Exercise: Exactly reproduce the data from its first line through the line with "them, and answer", leaving out every line after it.

Source material:
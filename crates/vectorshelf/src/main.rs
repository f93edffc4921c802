//! # VectorShelf
//!
//! A semantic search service for retrieval-augmented generation: ingest
//! documents into named libraries, chunk and embed them, and answer
//! k-nearest-neighbor queries by embedding similarity within a library.
//!
//! ## Modules
//!
//! - [`vectorshelf::config`] — TOML configuration parsing and validation
//! - [`vectorshelf::embedding`] — embedding provider implementations
//! - [`vectorshelf::documents`] — document record bookkeeping
//! - [`vectorshelf::http`] — the JSON HTTP surface (Axum)
//! - [`vectorshelf::logging`] — structured logging setup
//!
//! Library indexing, chunk storage, and the reader-writer concurrency
//! discipline all live in `vectorshelf-core`.

use std::path::PathBuf;

use clap::{Parser, Subcommand};
use vectorshelf::config::load_config;
use vectorshelf::{build_state, logging};

#[derive(Parser)]
#[command(name = "vectorshelf", about = "Semantic search over per-library vector indexes", version)]
struct Cli {
    /// Path to configuration file
    #[arg(long, global = true, default_value = "./vectorshelf.toml")]
    config: PathBuf,

    #[command(subcommand)]
    command: Commands,
}

#[derive(Subcommand)]
enum Commands {
    /// Start the HTTP server
    Serve,
}

#[tokio::main]
async fn main() -> anyhow::Result<()> {
    let cli = Cli::parse();
    let config = load_config(&cli.config)?;
    logging::init(&config.logging);

    match cli.command {
        Commands::Serve => serve(config).await,
    }
}

async fn serve(config: vectorshelf::config::Config) -> anyhow::Result<()> {
    let state = build_state(&config)?;
    let app = vectorshelf::http::build_router(state, &config);

    let bind_addr = format!("{}:{}", config.server.host, config.server.port);
    tracing::info!(%bind_addr, "vectorshelf listening");

    let listener = tokio::net::TcpListener::bind(&bind_addr).await?;
    axum::serve(listener, app).await?;
    Ok(())
}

Reply:
filename crates/vectorshelf/src/main.rs
repository f93edffc4921c802
//! # VectorShelf
//!
//! A semantic search service for retrieval-augmented generation: ingest
//! documents into named libraries, chunk and embed them, and answer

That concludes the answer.